Analysis of Distribution Planning Uncertainty Highlights Potential Solutions

Knowing distribution planning uncertainty exists, and why, provides a useful lens for the procurement of distributed energy resources that actually provide value to ratepayers. Based on the uncertainties discussed above, utilities should emphasize the procurement of DER’s based on the following types of identified capacity projects:

• Where load growth is not due to just one (potential) customer;

• Where the load growth can be less than expected (forecast<actual peak load) and equipment would still be overloaded and need to be replaced;

• The utility “need” (identified project) is not too far in the future.

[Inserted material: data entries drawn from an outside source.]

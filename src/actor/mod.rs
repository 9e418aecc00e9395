//! Backend actor: typed remote calls, the HTTP transport and the owned actor cache.

mod contract;
mod handle;
mod http;

pub use contract::{BackendActor, DataEntry, DataStatus, Proposal, RoleTag, UserProfile, WriteResult};
pub use handle::{ActorFactory, ActorHandle};
pub use http::{HttpActor, HttpActorFactory, PRINCIPAL_HEADER};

As the idea of procuring DER’s to defer traditional utility costs is further developed through pilots and stakeholder input, key capabilities for regulators, stakeholders, and ultimately utilities include identifying projects that are relatively foreseeable and quick solicitations/procurement of DERs. In the near-term, procurement of DER services from existing DER’s may be an obvious candidate to meet these criteria — the use of smart inverters holds particular promise such as voltage and/or reactive power correction. When procurement of new DER’s is necessary, it may be possible for solicitations to consider a “pool” of like projects, to allow for the likelihood that some projects will become unnecessary as the project installation date gets closer.

Utilities and stakeholders must continue to work on how to identify low-risk projects that create value for all stakeholders. Though it remains to be seen all the ways this will be accomplished in the future, the best path forward is illumination and correcting for the uncertainty we know about today — this can lead us closer to a world where DER’s become grid alternatives that provide real value to utilities and ratepayers alike.